Figure 4.

PJA1 inhibits SMAD3 transcriptional activity. (A) Genes co-regulated by PJA1 and TGF-β1. RNAseq analyses of genes regulated by PJA1 knockdown or exposure to TGF-β1 in HepG2 cells. (B) Negative association between PJA1 mRNA expression and the TGF-β target gene, FOS and SERPIN1 in HCC patients. Wurmbach Liver and Mas Liver mRNA microarray datasets from Oncomine were downloaded and analyzed. Significance was determined by Pearson correlation. (C) The expression of TGF-β-regulated genes in PJA1 knockdown cells. Transcripts were quantified by quantitative RT-PCR from HepG2-shCtrl or HepG2-shPJA1 cells (Supplementary Materials and Methods). *: P < 0.05, two-tailed Student’s t- tests. (D) Effect of PJA1 on SMAD3-dependent reporter gene activity. HepG2 cells were cotransfected with the luciferase reporter constructs controlled by 4 copies of the SBE (SBEx4) (left panel) or 3TP (right panel) along with Flag-tagged SMAD3 and HA-tagged PJA1 as indicated. Where indicated, cells were exposed to 200 pM TGF-β1 for 1 hour. (E) Effect of PJA1 knockdown on binding of SMAD3 and β2SP at the TERT promoter.
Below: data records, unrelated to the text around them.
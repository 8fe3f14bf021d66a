//! Single self-play game and the training data it produces.

use std::sync::atomic::{AtomicBool, Ordering};
use std::time::Duration;

use games_ultimate::{GameState, Observation, Outcome, Player, NUM_ACTIONS};
use mcts::{Evaluator, MctsConfig, MctsSearch, SearchError, SearchStats};
use rand_chacha::ChaCha20Rng;
use tracing::trace;

/// Search settings for one self-play game.
#[derive(Debug, Clone)]
pub struct GameSettings {
    pub mcts: MctsConfig,
    /// Ply from which `late_temperature` is used (0 = never).
    pub temp_threshold: u32,
    pub late_temperature: f32,
}

impl GameSettings {
    pub fn new(mcts: MctsConfig) -> Self {
        let late_temperature = mcts.temperature;
        Self {
            mcts,
            temp_threshold: 0,
            late_temperature,
        }
    }

    pub fn with_temp_schedule(mut self, threshold: u32, late_temperature: f32) -> Self {
        self.temp_threshold = threshold;
        self.late_temperature = late_temperature;
        self
    }

    pub fn temperature_at(&self, ply: u32) -> f32 {
        if self.temp_threshold > 0 && ply >= self.temp_threshold {
            self.late_temperature
        } else {
            self.mcts.temperature
        }
    }
}

/// One ply of a finished game.
#[derive(Debug, Clone)]
pub struct TrainingExample {
    pub ply: u32,
    pub observation: Observation,
    /// Distribution the move was sampled from.
    pub policy: [f32; NUM_ACTIONS],
    /// Final outcome from the point of view of the player who moved at this ply.
    pub value: f32,
}

/// Search work done over a whole game.
#[derive(Debug, Clone, Copy, Default)]
pub struct SearchTotals {
    pub searches: u32,
    pub simulations: u64,
    pub evaluator_calls: u64,
    pub terminal_hits: u64,
    pub elapsed: Duration,
}

impl SearchTotals {
    fn add(&mut self, stats: &SearchStats) {
        self.searches += 1;
        self.simulations += stats.simulations as u64;
        self.evaluator_calls += stats.evaluator_calls as u64;
        self.terminal_hits += stats.terminal_hits as u64;
        self.elapsed += stats.elapsed;
    }
}

/// A completed self-play game.
#[derive(Debug, Clone)]
pub struct GameRecord {
    pub outcome: Outcome,
    pub plies: u32,
    pub examples: Vec<TrainingExample>,
    pub search: SearchTotals,
}

impl GameRecord {
    #[inline]
    pub fn is_draw(&self) -> bool {
        self.outcome == Outcome::Draw
    }
}

/// Play one game from the empty board to a terminal state.
///
/// The search tree is re-rooted after every move, so statistics gathered for
/// the chosen reply carry over. Returns `Ok(None)` when `cancel` is raised
/// before the game ends; the partial game is dropped.
pub fn play_game<E: Evaluator + ?Sized>(
    evaluator: &E,
    settings: &GameSettings,
    rng: &mut ChaCha20Rng,
    cancel: &AtomicBool,
) -> Result<Option<GameRecord>, SearchError> {
    let mut search = MctsSearch::new(evaluator, settings.mcts.clone(), GameState::new());
    let mut moves: Vec<(Player, Observation, [f32; NUM_ACTIONS])> = Vec::with_capacity(NUM_ACTIONS);
    let mut totals = SearchTotals::default();
    let mut ply = 0u32;

    while !search.state().is_terminal() {
        if cancel.load(Ordering::Relaxed) {
            trace!(ply, "game cancelled");
            return Ok(None);
        }

        let stats = search.run(rng)?;
        totals.add(&stats);

        let mover = search.state().side_to_move();
        let choice = search.choose_move(settings.temperature_at(ply), rng)?;
        trace!(ply, action = %choice.action, player = %mover, "move");

        moves.push((mover, choice.observation, choice.policy));
        search.advance(choice.action)?;
        ply += 1;
    }

    let outcome = search.state().outcome();
    let examples = moves
        .into_iter()
        .enumerate()
        .map(|(i, (mover, observation, policy))| TrainingExample {
            ply: i as u32,
            observation,
            policy,
            value: outcome.value_for(mover),
        })
        .collect();

    Ok(Some(GameRecord {
        outcome,
        plies: ply,
        examples,
        search: totals,
    }))
}

/// Games accepted for one iteration, handed to the trainer as a unit.
#[derive(Debug, Clone, Default)]
pub struct TrainingBatch {
    pub iteration: u32,
    pub games: Vec<GameRecord>,
}

impl TrainingBatch {
    pub fn new(iteration: u32, games: Vec<GameRecord>) -> Self {
        Self { iteration, games }
    }

    pub fn num_examples(&self) -> usize {
        self.games.iter().map(|g| g.examples.len()).sum()
    }

    /// Examples tagged with the index of the game they came from.
    pub fn examples(&self) -> impl Iterator<Item = (usize, &TrainingExample)> {
        self.games
            .iter()
            .enumerate()
            .flat_map(|(game, record)| record.examples.iter().map(move |e| (game, e)))
    }

    /// Wins for X, wins for O, draws.
    pub fn results(&self) -> (u32, u32, u32) {
        self.games
            .iter()
            .fold((0, 0, 0), |(x, o, d), g| match g.outcome {
                Outcome::Win(Player::X) => (x + 1, o, d),
                Outcome::Win(Player::O) => (x, o + 1, d),
                _ => (x, o, d + 1),
            })
    }
}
HepG2-shCtrl or HapG2-shPJA1cells were treated with 200 pM TGF-β1 for 1 hour. Chromatin immunoprecipitation (ChIP) analysis was performed with antibodies against the indicated proteins and the interaction with the TERT promoter was assessed. IgG served as a negative control (Supplementary Materials and Methods). For D and E*: P < 0.05, **: P < 0.01, ***: P < 0.001, 1-way ANOVA with post-hoc Bonferroni’s test. For C, D and E, data are shown as mean ± standard deviation of three independent experiments. (F) A model for the regulation of SMAD3 and β2SP by PJA1.